October 23, 2017 Knuckle Puck – Shapeshifter (Album Review)
Break out your mismatched socks, homemade t-shirts, and brush your emo hair just right: it is time to weep for the return of Knuckle Puck! Shapeshifter became available on Friday, October 13th, thanks to Rise Records.
Illinois’ Pop Punk sensations Knuckle Puck were formed in the suburbs around 2010, naming themselves after a phrase on a piece of Stick To Your Guns’ merchandise (which, in turn, was referring to 1994’s D2: The Mighty Ducks).
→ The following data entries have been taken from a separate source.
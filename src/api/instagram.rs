//! Instagram data endpoints
//!
//! Each request resolves the business account from scratch and re-fetches
//! everything it shows. Nothing is cached between requests except the
//! unconfirmed reply ledger.

use axum::{
    Json, Router,
    extract::{Path, Query, State, rejection::JsonRejection},
    routing::{get, post},
};
use serde::{Deserialize, Serialize};

use crate::AppState;
use crate::auth::{GraphSession, MaybeGraphSession};
use crate::error::{AppError, UpstreamContext};
use crate::graph::MediaItem;
use crate::metrics::HTTP_REQUESTS_TOTAL;
use crate::service::{
    self, DashboardStats, PageSelection, PendingReply, ProfileView, instagram,
};

/// Create the data API router, nested under `/api`
///
/// Routes:
/// - GET /media
/// - GET /dashboard
/// - GET /comments/:media_id
/// - POST /comments/reply
pub fn instagram_router() -> Router<AppState> {
    Router::new()
        .route("/media", get(list_media))
        .route("/dashboard", get(dashboard))
        .route("/comments/reply", post(reply_to_comment))
        .route("/comments/:media_id", get(list_comments))
}

fn record_success(endpoint: &str) {
    HTTP_REQUESTS_TOTAL
        .with_label_values(&[endpoint, "200"])
        .inc();
}

/// Optional explicit Page choice; defaults to the first listed Page
#[derive(Debug, Default, Deserialize)]
pub struct AccountQuery {
    pub page_id: Option<String>,
}

impl AccountQuery {
    fn selection(&self) -> PageSelection {
        PageSelection::from_query(self.page_id.as_deref())
    }
}

// =============================================================================
// Media
// =============================================================================

#[derive(Debug, Serialize)]
pub struct MediaResponse {
    pub data: Vec<MediaItem>,
}

/// GET /api/media
pub async fn list_media(
    State(state): State<AppState>,
    session: GraphSession,
    Query(query): Query<AccountQuery>,
) -> Result<Json<MediaResponse>, AppError> {
    const FAILURE: &str = "Failed to fetch Instagram media";

    let graph = state.graph.as_ref();
    let account = service::resolve_account(graph, session.access_token(), &query.selection())
        .await
        .or_upstream(FAILURE)?;

    let data = instagram::fetch_media(graph, &account.ig_user_id, session.access_token())
        .await
        .or_upstream(FAILURE)?;

    record_success("/api/media");
    Ok(Json(MediaResponse { data }))
}

// =============================================================================
// Dashboard
// =============================================================================

#[derive(Debug, Serialize)]
pub struct DashboardResponse {
    pub profile: ProfileView,
    pub stats: DashboardStats,
}

/// GET /api/dashboard
///
/// # Steps
/// 1. Resolve the business account
/// 2. Fetch profile, then media
/// 3. Aggregate
pub async fn dashboard(
    State(state): State<AppState>,
    session: GraphSession,
    Query(query): Query<AccountQuery>,
) -> Result<Json<DashboardResponse>, AppError> {
    const FAILURE: &str = "Failed to load dashboard data";

    let graph = state.graph.as_ref();
    let token = session.access_token();

    let account = service::resolve_account(graph, token, &query.selection())
        .await
        .or_upstream(FAILURE)?;
    let profile = instagram::fetch_profile(graph, &account.ig_user_id, token)
        .await
        .or_upstream(FAILURE)?;
    let media = instagram::fetch_media(graph, &account.ig_user_id, token)
        .await
        .or_upstream(FAILURE)?;

    let stats = service::aggregate(&profile, &media);

    record_success("/api/dashboard");
    Ok(Json(DashboardResponse {
        profile: ProfileView::from(&profile),
        stats,
    }))
}

// =============================================================================
// Comments
// =============================================================================

/// GET /api/comments/:media_id
///
/// Returns the provider's payload untouched, plus `pending_replies` when
/// replies this session created have not shown up upstream yet.
pub async fn list_comments(
    State(state): State<AppState>,
    Path(media_id): Path<String>,
    MaybeGraphSession(session): MaybeGraphSession,
    Query(query): Query<AccountQuery>,
) -> Result<Json<serde_json::Value>, AppError> {
    const FAILURE: &str = "Failed to fetch comments";

    let session = session
        .filter(|_| !media_id.trim().is_empty())
        .ok_or(AppError::MissingParameter("Missing media ID or access token"))?;

    let graph = state.graph.as_ref();
    let account = service::resolve_account(graph, session.access_token(), &query.selection())
        .await
        .or_upstream(FAILURE)?;

    let mut payload = instagram::fetch_comments(graph, &media_id, &account.page_access_token)
        .await
        .or_upstream(FAILURE)?;

    let pending = state
        .replies
        .reconcile_thread(&session.fingerprint(), &payload)
        .await;
    if !pending.is_empty() {
        if let Some(object) = payload.as_object_mut() {
            let pending =
                serde_json::to_value(&pending).map_err(|e| AppError::Internal(e.into()))?;
            object.insert("pending_replies".to_string(), pending);
        }
    }

    record_success("/api/comments/:media_id");
    Ok(Json(payload))
}

// =============================================================================
// Reply
// =============================================================================

#[derive(Debug, Deserialize)]
pub struct ReplyRequest {
    pub access_token: Option<String>,
    #[serde(rename = "commentId")]
    pub comment_id: Option<String>,
    pub message: Option<String>,
}

#[derive(Debug, Serialize)]
pub struct ReplyResponse {
    pub success: bool,
    pub data: serde_json::Value,
    /// Local record of the new reply, unconfirmed until seen upstream
    pub reply: Option<PendingReply>,
}

fn non_blank(value: Option<String>) -> Option<String> {
    value.filter(|v| !v.trim().is_empty())
}

/// POST /api/comments/reply
pub async fn reply_to_comment(
    State(state): State<AppState>,
    MaybeGraphSession(header_session): MaybeGraphSession,
    body: Result<Json<ReplyRequest>, JsonRejection>,
) -> Result<Json<ReplyResponse>, AppError> {
    const MISSING: AppError = AppError::MissingParameter("Missing required fields");

    let Ok(Json(req)) = body else {
        return Err(MISSING);
    };

    let session = non_blank(req.access_token)
        .and_then(GraphSession::new)
        .or(header_session);
    let (Some(session), Some(comment_id), Some(message)) =
        (session, non_blank(req.comment_id), non_blank(req.message))
    else {
        return Err(MISSING);
    };

    let data = instagram::reply_to_comment(
        state.graph.as_ref(),
        session.access_token(),
        &comment_id,
        &message,
    )
    .await
    .or_upstream("Failed to reply to comment")?;

    let reply = PendingReply::from_created(&data, &comment_id, &message);
    if let Some(reply) = &reply {
        state
            .replies
            .record(&session.fingerprint(), reply.clone())
            .await;
    }

    record_success("/api/comments/reply");
    Ok(Json(ReplyResponse {
        success: true,
        data,
        reply,
    }))
}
Moving quickly from cover songs to writing their own originals, Knuckle Puck would release a series of successful EPs – including a split with Neck Deep – before signing to Rise Records in 2014 and releasing their debut album, Copacetic, in 2015. Their early successes and dogged ambition have led the young band to share stages with the likes of Senses Fail, The Maine, State Champs, Seaway, and, no surprise here, Neck Deep. No strangers to the Vans Warped Tour, the boys were hugely popular this past summer, making a solid name for themselves and drawing impressive and dedicated crowds at each stop of the tour.
A band that continually seem to make “highly-anticipated” lists, Knuckle Puck – Vocalist Joe Taylor, Lead Guitarist Kevin Maida, Rhythm Guitarist/Backing Vocalist Nick Casasanto, Bassist Ryan Rumchaks, and Drummer John Siorek – recently returned with their ten-song sophomore studio effort, Shapeshifter. A sonic blend of all things 2000s Pop Punk and Emo, this is an album that screams for everyone from Good Charlotte to Fall Out Boy to return to the top of the charts while holding Emo close to its little blue heart.
Shapeshifter kicks off to the just-over-a-minute introduction, “Nervous Passenger.” Moving quickly into the dreamy, wispy Pop Punk stylings of “Twist,” it becomes immediately clear that the vocals are set low in the mix here and there is likely going to be some delicious bass lines peppered throughout the collection. The upbeat energy of “Double Helix” contrasts beautifully with its serious exploration of our individual frameworks: is it possible to rewrite the code of our DNA to disinherit our troubles? Knuckle Puck inquire curiously with relatable lyrics and catchy sonics, creating a track that is easily a highlight of the collection.
“Gone” goes even further down the Emo highway – with twinkly shades of Taking Back Sunday – exploring how ‘great’ it feels to be completely taken for granted until you are, wait for it, gone. Shapeshifters, it is worth noting that the album title does appear in the lyrics here! Continuing on a similar musical plain, “Everyone Lies To Me” inserts some aggravated growls into the mix while lamenting about a society that is full of liars…“‘Cause education only taught you what they want you to know.” The end result is an anthem for the disenchanted that will make for a killer live show sing-along.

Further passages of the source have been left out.